As everyone knows, stocks and bonds collapsed right after Bernanke let the cat out of the bag. Fortunately, markets have stabilized since then. But my hunch is that unless the economy really falls back into a quasi-recession, the Fed is going to go ahead and end its bond purchases.

The central bank will more than likely begin to taper in September. And it will do so based on roughly 175,000 new jobs each month, which is consistent with a 2 to 2.5 percent economy.

But as the Fed implements this policy, there's going to be a lot more volatility in the financial markets, with significant downside risks for stock prices and upside potential for longer-term interest rates.

Investors beware. The second half of this year could be a bumpy ride.

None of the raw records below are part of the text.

//! Reversed print buffer
//!
//! The printer runs in upside-down mode, so the first line fed out ends up
//! at the bottom of the torn-off receipt. Lines are stored newest-first so
//! that the receipt reads top-to-bottom once it is turned around.

use std::collections::VecDeque;

use crate::layout::{DEFAULT_MAX_WIDTH, Document, PhysicalLine, wrap};

/// Lines of one print job, stored in reverse generation order
#[derive(Debug)]
pub struct PrintBuffer {
    lines: VecDeque<PhysicalLine>,
    max_width: u32,
    next_paragraph: usize,
}

impl PrintBuffer {
    /// Create an empty buffer wrapping at `max_width` dots
    pub fn new(max_width: u32) -> Self {
        Self {
            lines: VecDeque::new(),
            max_width,
            next_paragraph: 0,
        }
    }

    /// Wrap width in dots
    pub fn max_width(&self) -> u32 {
        self.max_width
    }

    /// Add already-normalized text
    ///
    /// The text is split on `\n` and each paragraph wrapped. Every physical
    /// line goes to the front of the buffer. An empty paragraph becomes one
    /// blank line so paragraph spacing survives.
    pub fn append_paragraph(&mut self, text: &str) {
        for paragraph in text.split('\n') {
            let index = self.next_paragraph;
            self.next_paragraph += 1;

            let lines = wrap(paragraph, self.max_width);
            if lines.is_empty() {
                self.lines.push_front(PhysicalLine::blank(index));
                continue;
            }
            for mut line in lines {
                line.paragraph = index;
                self.lines.push_front(line);
            }
        }
    }

    /// Add every paragraph of a document
    pub fn append_document(&mut self, doc: &Document) {
        self.append_paragraph(doc.text());
    }

    /// Take the buffered lines, leaving the buffer empty
    pub fn drain(&mut self) -> Vec<PhysicalLine> {
        self.next_paragraph = 0;
        self.lines.drain(..).collect()
    }

    pub fn len(&self) -> usize {
        self.lines.len()
    }

    pub fn is_empty(&self) -> bool {
        self.lines.is_empty()
    }

    /// Buffered lines in print order
    pub fn lines(&self) -> impl Iterator<Item = &PhysicalLine> {
        self.lines.iter()
    }
}

impl Default for PrintBuffer {
    fn default() -> Self {
        Self::new(DEFAULT_MAX_WIDTH)
    }
}
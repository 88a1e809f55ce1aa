//! Shift_JIS encoding utilities for Japanese thermal printers
//!
//! The target printers decode text as Shift_JIS once `FS C 1` is selected.
//! This module provides:
//! - The glyph width model (narrow/wide by encoded byte length)
//! - Lossy conversion from UTF-8 to Shift_JIS with a placeholder byte

use encoding_rs::SHIFT_JIS;

/// Width in dots of a single-byte (half-width) glyph
pub const NARROW_WIDTH: u32 = 12;

/// Width in dots of a double-byte (full-width) glyph
pub const WIDE_WIDTH: u32 = 24;

/// Byte sent in place of a character Shift_JIS cannot represent
pub const PLACEHOLDER: u8 = b'?';

/// Append the Shift_JIS form of `c` to `out`
///
/// Returns `false` when the character had no mapping and the placeholder
/// was written instead.
fn push_char(c: char, out: &mut Vec<u8>) -> bool {
    let mut tmp = [0u8; 4];
    let (bytes, _, had_errors) = SHIFT_JIS.encode(c.encode_utf8(&mut tmp));
    if had_errors {
        // encoding_rs emits an HTML numeric reference for unmappables
        out.push(PLACEHOLDER);
        false
    } else {
        out.extend_from_slice(&bytes);
        true
    }
}

/// Number of bytes `c` occupies once encoded (placeholder counts as one)
pub fn encoded_len(c: char) -> usize {
    let mut buf = Vec::with_capacity(2);
    push_char(c, &mut buf);
    buf.len()
}

/// Printed width of a character in dots
///
/// Derived from the encoded byte length, not from font metrics: the device
/// renders every single-byte code at half the width of a double-byte one.
pub fn char_width(c: char) -> u32 {
    if encoded_len(c) == 1 {
        NARROW_WIDTH
    } else {
        WIDE_WIDTH
    }
}

/// Printed width of a string in dots
pub fn text_width(s: &str) -> u32 {
    s.chars().map(char_width).sum()
}

/// Encode one line of text as Shift_JIS
///
/// Never fails. Characters without a mapping are replaced by [`PLACEHOLDER`].
pub fn encode(line: &str) -> Vec<u8> {
    let mut out = Vec::with_capacity(line.len());
    let mut unmapped = 0usize;
    for c in line.chars() {
        if !push_char(c, &mut out) {
            unmapped += 1;
        }
    }
    if unmapped > 0 {
        tracing::debug!(unmapped, "replaced characters without a Shift_JIS mapping");
    }
    out
}

/// Encode every line, preserving line count and order
pub fn encode_lines<S: AsRef<str>>(lines: &[S]) -> Vec<Vec<u8>> {
    lines.iter().map(|l| encode(l.as_ref())).collect()
}

#[cfg(test)]
mod tests {
    use super::*;

    #[test]
    fn test_char_width() {
        assert_eq!(char_width('A'), NARROW_WIDTH);
        assert_eq!(char_width(' '), NARROW_WIDTH);
        assert_eq!(char_width('あ'), WIDE_WIDTH);
        assert_eq!(char_width('漢'), WIDE_WIDTH);
        // Half-width katakana is a single byte in Shift_JIS
        assert_eq!(char_width('ｱ'), NARROW_WIDTH);
    }

    #[test]
    fn test_unmappable_measured_as_placeholder() {
        assert_eq!(char_width('😀'), NARROW_WIDTH);
        assert_eq!(char_width('ก'), NARROW_WIDTH);
    }

    #[test]
    fn test_text_width() {
        assert_eq!(text_width("hello"), 60);
        assert_eq!(text_width("AB中文"), 24 + 48);
        assert_eq!(text_width(""), 0);
    }

    #[test]
    fn test_encode() {
        assert_eq!(encode("Hello"), b"Hello".to_vec());
        assert_eq!(encode("Aあ"), vec![0x41, 0x82, 0xA0]);
    }

    #[test]
    fn test_encode_placeholder() {
        assert_eq!(encode("a😀b"), b"a?b".to_vec());
        assert_eq!(encode("😀"), vec![PLACEHOLDER]);
        assert_eq!(encode("ไทย"), b"???".to_vec());
    }

    #[test]
    fn test_encode_lines_keeps_count() {
        let lines = ["one", "", "😀😀", "日本"];
        let encoded = encode_lines(&lines);
        assert_eq!(encoded.len(), lines.len());
        assert!(encoded[1].is_empty());
        assert_eq!(encoded[2], b"??".to_vec());
        assert_eq!(encoded[3].len(), 4);
    }
}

Now, nobody asked my opinion on this. But I wish the Fed would leave its current accommodative policy in place, rather than taper down its quantitative easing. Why? Let me begin with the crashing gold price. Although gold has been dropping from $1,900 for a couple years now, it has fallen several hundred dollars recently to around $1,200. Gold is an important market-price signal of money policy and inflation, the latter of which has dropped to 1 percent year on year. So today's gold price is a (SET ITAL) deflationary (END ITAL) signal.

The strong dollar reinforces the gold indicator, as do weaker commodity and metal prices. They're all telling the central bank to go very, very slowly in unwinding QE.

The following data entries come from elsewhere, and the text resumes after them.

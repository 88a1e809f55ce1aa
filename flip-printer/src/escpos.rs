//! ESC/POS commands used by the upside-down print job
//!
//! Every command is a fixed byte sequence understood by the printer
//! firmware. A wrong byte is not reported by the device, it just prints
//! garbage or nothing, so each encoding is pinned by a test below.

use std::fmt;

/// International character set for `ESC R`
#[derive(Debug, Clone, Copy, PartialEq, Eq)]
#[repr(u8)]
pub enum Charset {
    Japan = 8,
}

/// Extended character table for `ESC t`
#[derive(Debug, Clone, Copy, PartialEq, Eq)]
#[repr(u8)]
pub enum CodeTable {
    Katakana = 1,
}

/// Kanji code system for `FS C`
#[derive(Debug, Clone, Copy, PartialEq, Eq)]
#[repr(u8)]
pub enum KanjiCode {
    ShiftJis = 1,
}

/// A single printer command
#[derive(Debug, Clone, PartialEq, Eq)]
pub enum Command {
    /// Left margin in dots
    LeftMargin(u16),
    InternationalCharset(Charset),
    CharacterTable(CodeTable),
    KanjiCodeSystem(KanjiCode),
    UpsideDown(bool),
    /// Already-encoded text
    Text(Vec<u8>),
    /// Block until the print engine has finished the current data
    WaitPrintComplete,
    LineFeed,
    /// Print and feed n lines
    Feed(u8),
    /// Restore power-on defaults
    Initialize,
    FullCut,
}

impl Command {
    pub fn to_bytes(&self) -> Vec<u8> {
        match self {
            // GS L nL nH - Set left margin
            Command::LeftMargin(dots) => {
                let [lo, hi] = dots.to_le_bytes();
                vec![0x1D, 0x4C, lo, hi]
            }
            // ESC R n - Select international character set
            Command::InternationalCharset(c) => vec![0x1B, 0x52, *c as u8],
            // ESC t n - Select character code table
            Command::CharacterTable(t) => vec![0x1B, 0x74, *t as u8],
            // FS C n - Select kanji character code system
            Command::KanjiCodeSystem(k) => vec![0x1C, 0x43, *k as u8],
            // ESC { n - Upside-down print mode
            Command::UpsideDown(on) => vec![0x1B, 0x7B, u8::from(*on)],
            Command::Text(bytes) => bytes.clone(),
            // GS r 0 - Wait for print completion
            Command::WaitPrintComplete => vec![0x1D, 0x72, 0x00],
            Command::LineFeed => vec![0x0A],
            // ESC d n - Print and feed n lines
            Command::Feed(lines) => vec![0x1B, 0x64, *lines],
            // ESC @ - Initialize printer
            Command::Initialize => vec![0x1B, 0x40],
            // GS V 0 - Full cut
            Command::FullCut => vec![0x1D, 0x56, 0x00],
        }
    }
}

impl fmt::Display for Command {
    fn fmt(&self, f: &mut fmt::Formatter<'_>) -> fmt::Result {
        match self {
            Command::LeftMargin(dots) => write!(f, "GS L {}", dots),
            Command::InternationalCharset(c) => write!(f, "ESC R {}", *c as u8),
            Command::CharacterTable(t) => write!(f, "ESC t {}", *t as u8),
            Command::KanjiCodeSystem(k) => write!(f, "FS C {}", *k as u8),
            Command::UpsideDown(on) => write!(f, "ESC {{ {}", u8::from(*on)),
            Command::Text(bytes) => write!(f, "text ({} bytes)", bytes.len()),
            Command::WaitPrintComplete => f.write_str("GS r 0"),
            Command::LineFeed => f.write_str("LF"),
            Command::Feed(lines) => write!(f, "ESC d {}", lines),
            Command::Initialize => f.write_str("ESC @"),
            Command::FullCut => f.write_str("GS V 0"),
        }
    }
}
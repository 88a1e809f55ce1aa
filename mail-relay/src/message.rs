//! Decoded mail messages and their receipt text

use chrono::{DateTime, FixedOffset};
use chrono_tz::Tz;
use serde::{Deserialize, Serialize};

/// Suffix appended to truncated bodies
pub const TRUNCATION_SUFFIX: &str = "... [content too long]";

/// Shown when the received time is missing or unparsable
pub const UNKNOWN_TIME: &str = "Unknown";

/// One message as handed over by the mail-ingestion side
///
/// Header fields are already MIME-decoded and the body is plain text.
#[derive(Debug, Clone, PartialEq, Eq, Serialize, Deserialize)]
pub struct MailMessage {
    /// Mailbox UID
    pub id: String,
    /// Receiving account address
    pub account: String,
    #[serde(default)]
    pub subject: String,
    #[serde(default)]
    pub from: String,
    /// Raw `Date` header (RFC 2822) or an RFC 3339 timestamp
    #[serde(default)]
    pub received_at: Option<String>,
    #[serde(default)]
    pub body: String,
}

impl MailMessage {
    /// Parsed `received_at`, if present and valid
    pub fn received_time(&self) -> Option<DateTime<FixedOffset>> {
        let raw = self.received_at.as_deref()?.trim();
        DateTime::parse_from_rfc2822(raw)
            .or_else(|_| DateTime::parse_from_rfc3339(raw))
            .ok()
    }
}

/// How messages are turned into receipt text
#[derive(Debug, Clone)]
pub struct ComposeOptions {
    pub max_body_chars: usize,
    pub timezone: Tz,
}

impl Default for ComposeOptions {
    fn default() -> Self {
        Self {
            max_body_chars: 300,
            timezone: chrono_tz::Asia::Tokyo,
        }
    }
}

/// Cut `body` to `max_chars` characters, marking the cut
pub fn truncate_body(body: &str, max_chars: usize) -> String {
    match body.char_indices().nth(max_chars) {
        Some((idx, _)) => format!("{}{}", &body[..idx], TRUNCATION_SUFFIX),
        None => body.to_string(),
    }
}

/// Format the received time in the configured zone
pub fn format_received(msg: &MailMessage, tz: Tz) -> String {
    match msg.received_time() {
        Some(dt) => dt.with_timezone(&tz).format("%Y-%m-%d %H:%M:%S").to_string(),
        None => UNKNOWN_TIME.to_string(),
    }
}

/// Receipt text: header lines, a blank line, then the body
pub fn compose(msg: &MailMessage, opts: &ComposeOptions) -> String {
    format!(
        "To: {}\nReceived at: {}\nSubject: {}\nFrom: {}\n\n{}",
        msg.account,
        format_received(msg, opts.timezone),
        msg.subject,
        msg.from,
        truncate_body(&msg.body, opts.max_body_chars),
    )
}

#[cfg(test)]
mod tests {
    use super::*;

    fn message() -> MailMessage {
        MailMessage {
            id: "42".into(),
            account: "me@example.com".into(),
            subject: "Test".into(),
            from: "A <a@example.com>".into(),
            received_at: Some("Tue, 1 Oct 2024 10:00:00 +0000".into()),
            body: "Hello".into(),
        }
    }

    #[test]
    fn test_compose() {
        let text = compose(&message(), &ComposeOptions::default());
        assert_eq!(
            text,
            "To: me@example.com\nReceived at: 2024-10-01 19:00:00\nSubject: Test\nFrom: A <a@example.com>\n\nHello"
        );
    }

    #[test]
    fn test_received_rfc3339_and_zone() {
        let mut msg = message();
        msg.received_at = Some("2024-10-01T10:00:00Z".into());
        assert_eq!(format_received(&msg, chrono_tz::UTC), "2024-10-01 10:00:00");
    }

    #[test]
    fn test_received_unknown() {
        let mut msg = message();
        msg.received_at = Some("not a date".into());
        assert_eq!(format_received(&msg, chrono_tz::Asia::Tokyo), UNKNOWN_TIME);
        msg.received_at = None;
        assert_eq!(format_received(&msg, chrono_tz::Asia::Tokyo), UNKNOWN_TIME);
    }

    #[test]
    fn test_truncate_body() {
        assert_eq!(truncate_body("short", 300), "short");
        assert_eq!(truncate_body("abcdef", 6), "abcdef");
        assert_eq!(truncate_body("abcdef", 3), format!("abc{}", TRUNCATION_SUFFIX));
        // Counted in characters, not bytes
        assert_eq!(truncate_body("日本語です", 2), format!("日本{}", TRUNCATION_SUFFIX));
    }

    #[test]
    fn test_deserialize_defaults() {
        let msg: MailMessage =
            serde_json::from_str(r#"{"id": "7", "account": "me@example.com"}"#).unwrap();
        assert_eq!(msg.subject, "");
        assert_eq!(msg.received_at, None);
        assert_eq!(msg.body, "");
    }

    #[test]
    fn test_deserialize_received_at() {
        let msg: MailMessage = serde_json::from_str(
            r#"{"id": "7", "account": "me@example.com", "received_at": "Tue, 1 Oct 2024 10:00:00 +0000"}"#,
        )
        .unwrap();
        assert_eq!(format_received(&msg, chrono_tz::UTC), "2024-10-01 10:00:00");
    }
}
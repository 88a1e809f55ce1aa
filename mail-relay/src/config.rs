use std::path::PathBuf;
use std::time::Duration;

use chrono_tz::Tz;
use flip_printer::{DEFAULT_CUT_FEED_LINES, DEFAULT_LEFT_MARGIN, DEFAULT_MAX_WIDTH, DriverConfig};

/// Relay configuration
///
/// # Environment variables
///
/// Every field can be overridden from the environment (a `.env` file is
/// loaded first):
///
/// | Variable | Default | Description |
/// |----------|---------|-------------|
/// | WORK_DIR | ./work_dir | Base directory for spool, ledger and logs |
/// | PRINTER_HOST | 192.168.1.100 | Printer IP address |
/// | PRINTER_PORT | 9100 | Raw printing port |
/// | PRINTER_TIMEOUT_MS | 5000 | Connect and write timeout |
/// | LINE_WIDTH_DOTS | 384 | Wrap width |
/// | LEFT_MARGIN_DOTS | 192 | Left margin |
/// | CUT_FEED_LINES | 6 | Lines fed before the cut |
/// | SPOOL_DIR | $WORK_DIR/spool | Decoded messages (`*.json`) |
/// | PROCESSED_FILE | $WORK_DIR/processed_mails.txt | Printed message ledger |
/// | MAX_BODY_CHARS | 300 | Body length before truncation |
/// | TIMEZONE | Asia/Tokyo | Zone for the "Received at" line |
/// | POLL_INTERVAL_SECS | unset | Run repeatedly instead of once |
/// | LOG_LEVEL | info | Log filter |
/// | LOG_JSON | false | JSON log output |
/// | LOG_DIR | unset | Daily rotating log files |
#[derive(Debug, Clone)]
pub struct Config {
    pub work_dir: PathBuf,
    pub printer_host: String,
    pub printer_port: u16,
    pub printer_timeout: Duration,
    pub line_width_dots: u32,
    pub left_margin_dots: u16,
    pub cut_feed_lines: u8,
    pub spool_dir: PathBuf,
    pub processed_file: PathBuf,
    pub max_body_chars: usize,
    pub timezone: Tz,
    pub poll_interval: Option<Duration>,
    pub log_level: String,
    pub log_json: bool,
    pub log_dir: Option<String>,
}

fn env_parse<T: std::str::FromStr>(key: &str) -> Option<T> {
    std::env::var(key).ok().and_then(|v| v.trim().parse().ok())
}

impl Config {
    /// Load configuration from the environment
    ///
    /// Missing or unparsable values fall back to the defaults.
    pub fn from_env() -> Self {
        let work_dir: PathBuf = std::env::var("WORK_DIR")
            .map(PathBuf::from)
            .unwrap_or_else(|_| PathBuf::from("./work_dir"));

        Self {
            printer_host: std::env::var("PRINTER_HOST")
                .unwrap_or_else(|_| "192.168.1.100".into()),
            printer_port: env_parse("PRINTER_PORT").unwrap_or(flip_printer::DEFAULT_PORT),
            printer_timeout: Duration::from_millis(
                env_parse("PRINTER_TIMEOUT_MS").unwrap_or(5000),
            ),
            line_width_dots: env_parse("LINE_WIDTH_DOTS").unwrap_or(DEFAULT_MAX_WIDTH),
            left_margin_dots: env_parse("LEFT_MARGIN_DOTS").unwrap_or(DEFAULT_LEFT_MARGIN),
            cut_feed_lines: env_parse("CUT_FEED_LINES").unwrap_or(DEFAULT_CUT_FEED_LINES),
            spool_dir: std::env::var("SPOOL_DIR")
                .map(PathBuf::from)
                .unwrap_or_else(|_| work_dir.join("spool")),
            processed_file: std::env::var("PROCESSED_FILE")
                .map(PathBuf::from)
                .unwrap_or_else(|_| work_dir.join("processed_mails.txt")),
            max_body_chars: env_parse("MAX_BODY_CHARS").unwrap_or(300),
            timezone: env_parse("TIMEZONE").unwrap_or(chrono_tz::Asia::Tokyo),
            poll_interval: env_parse::<u64>("POLL_INTERVAL_SECS")
                .filter(|secs| *secs > 0)
                .map(Duration::from_secs),
            log_level: std::env::var("LOG_LEVEL").unwrap_or_else(|_| "info".into()),
            log_json: env_parse("LOG_JSON").unwrap_or(false),
            log_dir: std::env::var("LOG_DIR").ok(),
            work_dir,
        }
    }

    /// Layout and protocol settings for the printer
    pub fn driver_config(&self) -> DriverConfig {
        DriverConfig {
            max_width_dots: self.line_width_dots,
            left_margin_dots: self.left_margin_dots,
            cut_feed_lines: self.cut_feed_lines,
        }
    }
}

impl Default for Config {
    fn default() -> Self {
        Self::from_env()
    }
}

Also, this is only a 2 to 2.5 percent economy. Market monetarists are focusing on a soft nominal gross domestic product rate, which is less than 4 percent. That's another signal that the Fed should not tighten its cash-injecting money-supply policies. As the monetarists well know, a slowdown in Fed bond buying will translate to a slower rate of growth for the monetary base and likely for M2. The falling turnover of money, or velocity, is already a cumbersome process. But Fed tightening will make this story even more difficult.

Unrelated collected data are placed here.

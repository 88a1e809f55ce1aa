use flip_printer::NetworkPrinter;
use mail_relay::{Config, Relay, init_logger_with_file};

#[tokio::main]
async fn main() -> anyhow::Result<()> {
    // 1. Environment (.env) and configuration
    dotenv::dotenv().ok();
    let config = Config::from_env();

    // 2. Logging
    init_logger_with_file(&config.log_level, config.log_json, config.log_dir.as_deref())?;
    tracing::info!(work_dir = %config.work_dir.display(), "mail-relay starting");

    // 3. Printer
    let printer = NetworkPrinter::new(&config.printer_host, config.printer_port)?
        .with_timeout(config.printer_timeout);
    if !printer.is_online().await {
        tracing::warn!(addr = %printer.addr(), "Printer not reachable, jobs will fail");
    }

    // 4. Relay spooled messages
    let mut relay = Relay::from_config(printer, &config)?;
    loop {
        match relay.run_once().await {
            Ok(summary) => tracing::info!(
                printed = summary.printed,
                failed = summary.failed,
                skipped = summary.skipped,
                "Relay pass finished"
            ),
            // A one-shot run reports the failure, polling keeps going
            Err(e) if config.poll_interval.is_some() => {
                tracing::error!(error = %e, "Relay pass failed");
            }
            Err(e) => return Err(e.into()),
        }

        match config.poll_interval {
            Some(interval) => tokio::time::sleep(interval).await,
            None => break,
        }
    }

    Ok(())
}
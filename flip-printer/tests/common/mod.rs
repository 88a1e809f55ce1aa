//! In-memory printer used by the integration tests

#![allow(dead_code)]

use std::sync::{Arc, Mutex};

use flip_printer::{Connector, DeviceSession, PrintError, PrintResult};

/// Number of writes before the first payload line
pub const SETUP_WRITES: usize = 5;

/// Writes per payload line: text, wait, line feed
pub const WRITES_PER_LINE: usize = 3;

/// Index of the text write of payload line `n` (1-based)
pub fn payload_write(n: usize) -> usize {
    SETUP_WRITES + (n - 1) * WRITES_PER_LINE
}

#[derive(Debug, Clone, PartialEq, Eq)]
pub enum Event {
    Opened,
    Sent(Vec<u8>),
    Closed,
}

#[derive(Debug, Clone, Copy)]
pub enum Failure {
    /// Only the given write fails
    Once(usize),
    /// The given write and every later one fail
    From(usize),
}

#[derive(Debug, Default)]
struct Shared {
    events: Vec<Event>,
    writes: usize,
}

#[derive(Debug, Clone, Default)]
pub struct RecordingConnector {
    shared: Arc<Mutex<Shared>>,
    failure: Option<Failure>,
    refuse: bool,
    fail_close: bool,
}

impl RecordingConnector {
    pub fn new() -> Self {
        Self::default()
    }

    pub fn failing(failure: Failure) -> Self {
        Self {
            failure: Some(failure),
            ..Self::default()
        }
    }

    pub fn refusing() -> Self {
        Self {
            refuse: true,
            ..Self::default()
        }
    }

    pub fn with_failing_close(mut self) -> Self {
        self.fail_close = true;
        self
    }

    pub fn events(&self) -> Vec<Event> {
        self.shared.lock().unwrap().events.clone()
    }

    /// Successfully sent writes, in order
    pub fn sent(&self) -> Vec<Vec<u8>> {
        self.events()
            .into_iter()
            .filter_map(|e| match e {
                Event::Sent(bytes) => Some(bytes),
                _ => None,
            })
            .collect()
    }

    /// Writes attempted, failed ones included
    pub fn attempts(&self) -> usize {
        self.shared.lock().unwrap().writes
    }

    pub fn count_sent(&self, bytes: &[u8]) -> usize {
        self.sent().iter().filter(|b| b.as_slice() == bytes).count()
    }

    pub fn close_count(&self) -> usize {
        self.events()
            .iter()
            .filter(|e| **e == Event::Closed)
            .count()
    }
}

impl Connector for RecordingConnector {
    type Session = RecordingSession;

    async fn open(&self) -> PrintResult<RecordingSession> {
        if self.refuse {
            return Err(PrintError::Connection("refused".into()));
        }
        self.shared.lock().unwrap().events.push(Event::Opened);
        Ok(RecordingSession {
            shared: Arc::clone(&self.shared),
            failure: self.failure,
            fail_close: self.fail_close,
        })
    }

    fn endpoint(&self) -> String {
        "memory".into()
    }
}

pub struct RecordingSession {
    shared: Arc<Mutex<Shared>>,
    failure: Option<Failure>,
    fail_close: bool,
}

impl DeviceSession for RecordingSession {
    async fn send(&mut self, data: &[u8]) -> PrintResult<()> {
        let mut shared = self.shared.lock().unwrap();
        let index = shared.writes;
        shared.writes += 1;

        let fails = match self.failure {
            Some(Failure::Once(n)) => index == n,
            Some(Failure::From(n)) => index >= n,
            None => false,
        };
        if fails {
            return Err(PrintError::Io(std::io::Error::new(
                std::io::ErrorKind::ConnectionReset,
                "connection reset by peer",
            )));
        }

        shared.events.push(Event::Sent(data.to_vec()));
        Ok(())
    }

    async fn close(self) -> PrintResult<()> {
        self.shared.lock().unwrap().events.push(Event::Closed);
        if self.fail_close {
            return Err(PrintError::Io(std::io::Error::new(
                std::io::ErrorKind::BrokenPipe,
                "broken pipe",
            )));
        }
        Ok(())
    }
}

And if the Fed does what it says it's going to do, there certainly is going to be an intermediate bear market in bonds. As a rough approximation, 10-year Treasuries, which already have gone up nearly 100 basis points to 2.5 percent, will probably rise another 100 basis points to 3.5 percent. That, in turn, is going to weigh down stock market valuations. And it could well have a negative impact on the economy.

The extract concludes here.